成田空港へはずっとクルマでばかり行っていたのですが、今回はバスで行ったので、久しぶりに電車で帰りました。久しぶりに乗った成田エクスプレスはニューモデルになっていました。
前のモデルは色々と画期的だったのを覚えていますが、今回は色以外はなんだか普通になっていました。利用者ニーズへの配慮感もないし、なんだかガッカリでした。
まあそもそも電車なんて移動できればどうでもいいものではありますし、特急とかいっても画一化された電車ばっかりだった1990年代ごろ、特定路線専用車両みたいなものが出始めました。そのはしりが常磐線を走るスーパーひたち号、伊豆行きのスーパービュー踊り子号、空港行きの成田エクスプレス号でした。
日本中どこへいっても肌色に赤という、『日本の血流、動脈ですよ』みたいな色の電車ばっかりだったところに、成田エクスプレスは白・黒・グレー・赤というカラーリングで登場しました。
専用車両ということで、席の頭上には網棚に代わって航空機の機内のようなフタ付きのハットラックがあり、ドア付近には大型の荷物を置けるスペースが確保されていました。
椅子も観光客前提なのか、驚異の全席ボックスシートとかなり思い切った仕様でした。
なるほどお客様を絞ることでよりユーザニーズが具体的になり、それに応えることができるのか…と思ったものです。
のちのち社会人になって、渡米する師匠のスケジュールが無い中レビューの時間をもらうため、成田エクスプレスの『個室』で道中打ち合わせして見送り、普通電車で帰ってきたこともありました。
そんなこんなで思い入れある電車なのですが、ニューモデルは外観もなんか北海道から来たみたいだし、ラックもただの棚になっていて、椅子も色以外普通だし、なんかつまんない感じです。

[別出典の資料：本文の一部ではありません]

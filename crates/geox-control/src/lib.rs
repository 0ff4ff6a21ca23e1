//! # geox-control — Deterministic Policy Engine
//!
//! Turns a closed-form ruleset plus a snapshot of derived facts into an
//! auditable `ALLOW` / `DENY` / `UNDETERMINED` verdict.
//!
//! ## Architecture
//!
//! - **Template** (`template.rs`): the closed expression grammar, eight
//!   shapes under seven template ids.
//!
//! - **RuleSet** (`ruleset.rs`): typed `control_ruleset_v0` and the
//!   [`AdmittedRuleSet`] wrapper that only admission can construct.
//!
//! - **Constitution** (`constitution.rs`): the action taxonomy and the
//!   allowed input paths, injected as data.
//!
//! - **Admission** (`admission.rs`): five sequential gates, first failure
//!   wins.
//!
//! - **Snapshot** (`snapshot.rs`): projection of problem state, uncertainty
//!   envelope and permission set onto allowed input paths.
//!
//! - **Kernel** (`kernel.rs`): combine strategies and the template matcher.
//!
//! - **Verdict** (`verdict.rs`): the closed `control_verdict_v0` record and
//!   its strict parser.
//!
//! ## Crate Policy
//!
//! - No file or network I/O. The only clock read is [`VerdictStamp::now`].
//! - The kernel accepts only [`AdmittedRuleSet`]; an unadmitted ruleset
//!   cannot be evaluated.
//! - An unclassified situation yields `UNDETERMINED`, never a silent
//!   `ALLOW` or `DENY`.

pub mod admission;
pub mod constitution;
pub mod error;
pub mod kernel;
pub mod ruleset;
pub mod snapshot;
pub mod template;
pub mod verdict;

pub use admission::{is_control_ruleset, validate, validate_bytes};
pub use constitution::Constitution;
pub use error::{AdmissionError, ConstitutionError, ErrorKind, KernelError, VerdictContractError};
pub use kernel::{decide, evaluate, evaluate_all, Decision, KernelVerdict, VerdictAnchors};
pub use ruleset::{AdmittedRuleSet, CombineStrategy, Rule, RuleRef, RuleSet, Verdict};
pub use snapshot::{project, FieldSnapshot, ProjectionInputs};
pub use template::{TemplateExpr, TemplateId};
pub use verdict::{
    parse_control_verdict, ControlVerdict, RulesetStatus, VerdictStamp, MISSING_RULESET_REF,
    VERDICT_SCHEMA_VERSION,
};
//! # Constitution Tables
//!
//! The frozen action taxonomy and the allow-list of readable input paths.
//! They are passed into admission and projection as a value rather than
//! held in a global, so a test or an operator can substitute a table
//! without touching process-wide state.
//!
//! Path matching is exact. There is no prefix shortcut: allowing
//! `problem_state.subjectRef` does not allow
//! `problem_state.subjectRef.projectId`.

use std::collections::BTreeSet;

use serde::Deserialize;

use crate::error::ConstitutionError;

/// AO taxonomy v0.
pub const AO_ACTION_CODES_V0: &[&str] = &[
    "AO-ENTER",
    "AO-APPLY",
    "AO-REMOVE",
    "AO-STRUCT",
    "AO-EXTRACT",
    "AO-SENSE",
];

/// Input paths a v0 ruleset may declare in `inputs_used`.
pub const ALLOWED_INPUT_PATHS_V0: &[&str] = &[
    "problem_state.subjectRef",
    "problem_state.subjectRef.projectId",
    "problem_state.subjectRef.groupId",
    "problem_state.subjectRef.plotId",
    "problem_state.subjectRef.blockId",
    "problem_state.window.startTs",
    "problem_state.window.endTs",
    "problem_state.problem_type",
    "problem_state.confidence",
    "problem_state.problem_scope",
    "problem_state.state_layer_hint",
    "problem_state.rate_class_hint",
    "problem_state.uncertainty_sources[]",
    "problem_state.supporting_evidence_refs[]",
    "uncertainty_envelope.problem_state_ref",
    "uncertainty_envelope.uncertainty_sources[]",
    "uncertainty_envelope.supporting_evidence_refs[]",
    "permission_set.subjectRef",
    "permission_set.subjectRef.projectId",
    "permission_set.subjectRef.groupId",
    "permission_set.subjectRef.plotId",
    "permission_set.subjectRef.blockId",
    "permission_set.window.startTs",
    "permission_set.window.endTs",
    "permission_set.scale",
    "permission_set.action_taxonomy_ref",
    "permission_set.candidate_actions[].action_code",
    "permission_set.supporting_evidence_refs[]",
];

#[derive(Debug, Clone, PartialEq, Eq)]
pub struct Constitution {
    action_codes: BTreeSet<String>,
    allowed_input_paths: BTreeSet<String>,
}

#[derive(Debug, Deserialize)]
#[serde(deny_unknown_fields)]
struct ConstitutionFile {
    action_codes: Vec<String>,
    allowed_input_paths: Vec<String>,
}

impl Constitution {
    /// The frozen v0 tables.
    pub fn v0() -> Self {
        Self {
            action_codes: AO_ACTION_CODES_V0.iter().map(|s| s.to_string()).collect(),
            allowed_input_paths: ALLOWED_INPUT_PATHS_V0.iter().map(|s| s.to_string()).collect(),
        }
    }

    pub fn new(
        action_codes: impl IntoIterator<Item = impl Into<String>>,
        allowed_input_paths: impl IntoIterator<Item = impl Into<String>>,
    ) -> Result<Self, ConstitutionError> {
        let action_codes: BTreeSet<String> = action_codes.into_iter().map(Into::into).collect();
        let allowed_input_paths: BTreeSet<String> =
            allowed_input_paths.into_iter().map(Into::into).collect();
        if action_codes.is_empty() {
            return Err(ConstitutionError::InvalidTable("action_codes is empty".into()));
        }
        if allowed_input_paths.is_empty() {
            return Err(ConstitutionError::InvalidTable("allowed_input_paths is empty".into()));
        }
        if let Some(blank) = action_codes
            .iter()
            .chain(allowed_input_paths.iter())
            .find(|s| s.trim().is_empty())
        {
            return Err(ConstitutionError::InvalidTable(format!("blank entry {blank:?}")));
        }
        Ok(Self {
            action_codes,
            allowed_input_paths,
        })
    }

    /// Load tables from YAML with keys `action_codes` and `allowed_input_paths`.
    pub fn from_yaml_str(yaml: &str) -> Result<Self, ConstitutionError> {
        let file: ConstitutionFile =
            serde_yaml::from_str(yaml).map_err(|e| ConstitutionError::InvalidTable(e.to_string()))?;
        Self::new(file.action_codes, file.allowed_input_paths)
    }

    pub fn assert_valid_action_code(&self, code: &str) -> Result<(), ConstitutionError> {
        if self.action_codes.contains(code) {
            Ok(())
        } else {
            Err(ConstitutionError::UnknownActionCode { code: code.to_string() })
        }
    }

    pub fn assert_allowed_input_path(&self, path: &str) -> Result<(), ConstitutionError> {
        if self.allowed_input_paths.contains(path) {
            Ok(())
        } else {
            Err(ConstitutionError::DisallowedPath { path: path.to_string() })
        }
    }

    pub fn action_codes(&self) -> impl Iterator<Item = &str> {
        self.action_codes.iter().map(String::as_str)
    }

    pub fn allowed_input_paths(&self) -> impl Iterator<Item = &str> {
        self.allowed_input_paths.iter().map(String::as_str)
    }
}

impl Default for Constitution {
    fn default() -> Self {
        Self::v0()
    }
}

#[cfg(test)]
mod tests {
    use super::*;

    #[test]
    fn v0_knows_every_ao_code() {
        let c = Constitution::v0();
        for code in AO_ACTION_CODES_V0 {
            assert!(c.assert_valid_action_code(code).is_ok());
        }
        assert_eq!(
            c.assert_valid_action_code("AO-FLY"),
            Err(ConstitutionError::UnknownActionCode { code: "AO-FLY".into() })
        );
    }

    #[test]
    fn path_matching_is_exact() {
        let c = Constitution::v0();
        assert!(c.assert_allowed_input_path("problem_state.subjectRef").is_ok());
        assert!(c.assert_allowed_input_path("problem_state").is_err());
        assert!(c.assert_allowed_input_path("problem_state.subjectRef.farmId").is_err());
        assert!(c.assert_allowed_input_path("problem_state.uncertainty_sources").is_err());
    }

    #[test]
    fn loads_yaml_table() {
        let yaml = "action_codes: [AO-SENSE]\nallowed_input_paths:\n  - problem_state.problem_type\n";
        let c = Constitution::from_yaml_str(yaml).unwrap();
        assert_eq!(c.action_codes().collect::<Vec<_>>(), vec!["AO-SENSE"]);
        assert!(c.assert_valid_action_code("AO-APPLY").is_err());
    }

    #[test]
    fn yaml_rejects_unknown_keys_and_empty_lists() {
        assert!(Constitution::from_yaml_str(
            "action_codes: [AO-SENSE]\nallowed_input_paths: [a]\nextra: 1\n"
        )
        .is_err());
        assert!(Constitution::from_yaml_str("action_codes: []\nallowed_input_paths: [a]\n").is_err());
    }
}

各椅子にコンセントがついているとか、WiFiサービスがあるとかいっても、たとえば海外からの旅行者に配慮したものになっているかというとそんなこともなく(WiFiは事前に契約が必要とか)、できることをしただけって感じです。
カートをひきずるお客様のためにホームに電動でスロープを出すとか、席の足下に手荷物スペースを用意するとか、単にフックを椅子につけるだけじゃなくてハンガーも用意するとか、やれることはあるでしょうし、コンセントはもっと使いやすく初めての人にもわかりやすくするべきだし、WiFiサービスはその場でカード決済すれば誰でも使えるようにすべきです。
デジタルサイネージもくだらない広告を流すだけじゃなくもう少し旅行客を意識した役立つ内容にしてほしいです。関東周辺の観光地の案内もなければ各地の天気もニュースもなんにもなし。流れるのは乗り換え案内とCMだけ。ルート表示は右から左になっているし、がっかりです。